In [1]:
import sys
sys.path.append("/lus/cls01029/spartee/poseidon/smart-sim/")

# Improving MOM6 Simulations with Machine Learning using SmartSim
 - In this notebook we demonstrate how to run Modular Ocean Model 6 (MOM6) with our the machine learned EKE parameterization
 - We show how to use SmartSim to launch the machine learning infrastructure so that the Fortran-based MOM6 and a Pytorch Model can communicate during the simulation.
 - The Pytorch Model is trained on 1/10 degree MOM6 output data and queried by a 1/4 degree MOM6 simulation to provide the value of Eddy Kinetic Energy in each subdomain of the model every timestep (6 hours).

In [2]:
# import SmartSim and the Slurm interface for obtaining allocations.
from smartsim import Experiment, slurm
from smartsim.utils.log import log_to_file

In [3]:
# import some libraries for online data analysis
import os
import time
import numpy as np
import xarray as xr
from os import environ
import matplotlib.pyplot as plt

## 1.1) Create the SmartSim Experiment
 - The SmartSim library provides the Experiment object as the main API for the user.
 - The Experiment API is used for starting, monitoring, tracking, and stopping jobs created by the user.
 - Each experiment has a specific "launcher" which communicates with the WLM of the host machine to launch jobs.
    - Launcher options
       - PBS
       - Slurm
       - Local
       - Kubernetes (soon)
       - Capsules (soon)

In [4]:
# Create the SmartSim Experiment. 
experiment = Experiment("AI-EKE-MOM6", launcher="slurm")
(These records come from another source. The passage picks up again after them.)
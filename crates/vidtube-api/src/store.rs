use std::sync::Arc;

use async_trait::async_trait;
use sea_orm::prelude::Expr;
use sea_orm::{ColumnTrait, DatabaseConnection, EntityTrait, QueryFilter, QuerySelect};
use uuid::Uuid;
use vidtube_db::entities::users;
use vidtube_session::{Identity, IdentityStore, SessionRecord, StoreError};

type IdentityRow = (Uuid, String, String, String);
type SessionRow = (Uuid, String, String, String, Option<String>);

/// [`IdentityStore`] over the `users` table. The refresh token lives in
/// `users.refresh_token`; the swap is a conditional `UPDATE`.
///
/// Reads select only the identity columns, never the password hash.
pub struct DbIdentityStore {
    db: Arc<DatabaseConnection>,
}

impl DbIdentityStore {
    pub fn new(db: Arc<DatabaseConnection>) -> Self {
        Self { db }
    }
}

fn identity_from((id, username, email, full_name): IdentityRow) -> Identity {
    Identity {
        id,
        username,
        email,
        full_name,
    }
}

#[async_trait]
impl IdentityStore for DbIdentityStore {
    async fn find_identity(&self, id: Uuid) -> Result<Option<Identity>, StoreError> {
        let row: Option<IdentityRow> = users::Entity::find_by_id(id)
            .select_only()
            .columns([
                users::Column::Id,
                users::Column::Username,
                users::Column::Email,
                users::Column::FullName,
            ])
            .into_tuple()
            .one(&*self.db)
            .await
            .map_err(StoreError::new)?;
        Ok(row.map(identity_from))
    }

    async fn find_session(&self, id: Uuid) -> Result<Option<SessionRecord>, StoreError> {
        let row: Option<SessionRow> = users::Entity::find_by_id(id)
            .select_only()
            .columns([
                users::Column::Id,
                users::Column::Username,
                users::Column::Email,
                users::Column::FullName,
                users::Column::RefreshToken,
            ])
            .into_tuple()
            .one(&*self.db)
            .await
            .map_err(StoreError::new)?;
        Ok(row.map(|(id, username, email, full_name, refresh_token)| SessionRecord {
            identity: identity_from((id, username, email, full_name)),
            refresh_token,
        }))
    }

    async fn store_refresh_token(&self, id: Uuid, token: &str) -> Result<bool, StoreError> {
        let res = users::Entity::update_many()
            .col_expr(users::Column::RefreshToken, Expr::value(token))
            .filter(users::Column::Id.eq(id))
            .exec(&*self.db)
            .await
            .map_err(StoreError::new)?;
        Ok(res.rows_affected == 1)
    }

    async fn swap_refresh_token(
        &self,
        id: Uuid,
        expected: &str,
        next: &str,
    ) -> Result<bool, StoreError> {
        let res = users::Entity::update_many()
            .col_expr(users::Column::RefreshToken, Expr::value(next))
            .filter(users::Column::Id.eq(id))
            .filter(users::Column::RefreshToken.eq(expected))
            .exec(&*self.db)
            .await
            .map_err(StoreError::new)?;
        Ok(res.rows_affected == 1)
    }

    async fn clear_refresh_token(&self, id: Uuid) -> Result<(), StoreError> {
        users::Entity::update_many()
            .col_expr(users::Column::RefreshToken, Expr::value(Option::<String>::None))
            .filter(users::Column::Id.eq(id))
            .exec(&*self.db)
            .await
            .map_err(StoreError::new)?;
        Ok(())
    }
}

#[cfg(test)]
mod tests {
    use std::collections::BTreeMap;

    use sea_orm::{DatabaseBackend, DbErr, MockDatabase, MockExecResult, Statement, Value};

    use super::*;

    #[test]
    fn row_maps_onto_identity() {
        let id = Uuid::new_v4();
        let identity = identity_from((
            id,
            "ada".into(),
            "ada@example.com".into(),
            "Ada Lovelace".into(),
        ));
        assert_eq!(identity.id, id);
        assert_eq!(identity.username, "ada");
        assert_eq!(identity.full_name, "Ada Lovelace");
    }

    fn store_over(db: MockDatabase) -> (DbIdentityStore, Arc<DatabaseConnection>) {
        let db = Arc::new(db.into_connection());
        (DbIdentityStore::new(db.clone()), db)
    }

    fn postgres() -> MockDatabase {
        MockDatabase::new(DatabaseBackend::Postgres)
    }

    fn exec(rows_affected: u64) -> MockExecResult {
        MockExecResult {
            last_insert_id: 0,
            rows_affected,
        }
    }

    fn statements(store: DbIdentityStore, db: Arc<DatabaseConnection>) -> Vec<Statement> {
        drop(store);
        Arc::into_inner(db)
            .expect("store released the connection")
            .into_transaction_log()
            .iter()
            .flat_map(|t| t.statements().to_vec())
            .collect()
    }

    #[tokio::test]
    async fn swap_is_conditional_on_the_expected_token() {
        let id = Uuid::new_v4();
        let (store, db) = store_over(postgres().append_exec_results([exec(1), exec(0)]));

        assert!(store.swap_refresh_token(id, "current", "next").await.unwrap());
        assert!(!store.swap_refresh_token(id, "current", "later").await.unwrap());

        let log = statements(store, db);
        assert_eq!(log.len(), 2);
        let swap = &log[0];
        assert!(swap.sql.starts_with(r#"UPDATE "users" SET "refresh_token" = $1"#), "{}", swap.sql);
        assert!(
            swap.sql
                .ends_with(r#"WHERE "users"."id" = $2 AND "users"."refresh_token" = $3"#),
            "{}",
            swap.sql
        );
        let values = swap.values.as_ref().map(|v| v.0.clone()).unwrap_or_default();
        assert_eq!(
            values,
            vec![Value::from("next"), Value::from(id), Value::from("current")]
        );
    }

    #[tokio::test]
    async fn store_reports_whether_the_row_exists() {
        let (store, _db) = store_over(postgres().append_exec_results([exec(1), exec(0)]));
        assert!(store.store_refresh_token(Uuid::new_v4(), "t").await.unwrap());
        assert!(!store.store_refresh_token(Uuid::new_v4(), "t").await.unwrap());
    }

    #[tokio::test]
    async fn session_lookup_never_selects_the_password_hash() {
        let id = Uuid::new_v4();
        // Tuple rows decode by position, so keys sort in select order.
        let row = BTreeMap::from([
            ("c0", Value::from(id)),
            ("c1", Value::from("ada")),
            ("c2", Value::from("ada@example.com")),
            ("c3", Value::from("Ada Lovelace")),
            ("c4", Value::from("refresh-1")),
        ]);
        let (store, db) = store_over(postgres().append_query_results([vec![row]]));

        let record = store.find_session(id).await.unwrap().expect("row");
        assert_eq!(record.identity.id, id);
        assert_eq!(record.identity.email, "ada@example.com");
        assert_eq!(record.refresh_token.as_deref(), Some("refresh-1"));

        let log = statements(store, db);
        assert!(log[0].sql.contains(r#""refresh_token""#));
        assert!(!log[0].sql.contains("password_hash"), "{}", log[0].sql);
    }

    #[tokio::test]
    async fn database_errors_surface_as_store_errors() {
        let (store, _db) = store_over(
            postgres()
                .append_query_errors([DbErr::Custom("connection reset".into())])
                .append_exec_errors([DbErr::Custom("connection reset".into())]),
        );
        let err = store.find_identity(Uuid::new_v4()).await.unwrap_err();
        assert!(err.to_string().contains("connection reset"), "{err}");
        assert!(store.clear_refresh_token(Uuid::new_v4()).await.is_err());
    }
}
## 1.2) Obtain Computational Resource Allocations 
   - When launching on Slurm, users can obtain an allocation and tell the SmartSim Experiment where to launch their applications
   - Here we obtain two allocations. 
      1. An allocation for MOM6 on 64 Skylake compute nodes with 56 tasks running per node
      2. An allocation for the orchestrator database on 15 Broadwell CPUs with 1 P100 GPU per node.

In [None]:

# resource allocation settings
database_nodes = 16
database_alloc_opts = {
    "constraint": "P100",
    "cpus-per-task": 36,
    "ntasks-per-node": 1,
    "exclusive": None,
    "time": "10-00:00:00"
}

mom6_compute_nodes = 74
mom6_total_tasks = 3551
mom6_alloc_opts = {
    "constraint": "SK48",
    "ntasks-per-node": 48,
    "exclusive": None,
    "time": "10-00:00:00"
}

# obtain allocations for the model and database through SmartSim
mom6_alloc = slurm.get_slurm_allocation(nodes=mom6_compute_nodes,
                                        add_opts=mom6_alloc_opts)
db_alloc = slurm.get_slurm_allocation(nodes=database_nodes,
                                      add_opts=database_alloc_opts)

In [5]:
# ensemble runs
# resource allocation settings
database_nodes = 16
database_alloc_opts = {
    "constraint": "P100",
    "cpus-per-task": 36,
    "ntasks-per-node": 1,
    "exclusive": None,
    "time": "10-00:00:00"
}

ens_compute_nodes = 300
ens_total_tasks = 14400
ens_alloc_opts = {
    "constraint": '"[SK48,SK56,CL48]"',
    "ntasks-per-node": 48,
    "exclusive": None,
    "time": "10-00:00:00"
}

# obtain allocations for the model and database through SmartSim
ens_alloc = slurm.get_slurm_allocation(nodes=ens_compute_nodes,
                                        add_opts=ens_alloc_opts)
db_alloc = slurm.get_slurm_allocation(nodes=database_nodes,
                                      add_opts=database_alloc_opts)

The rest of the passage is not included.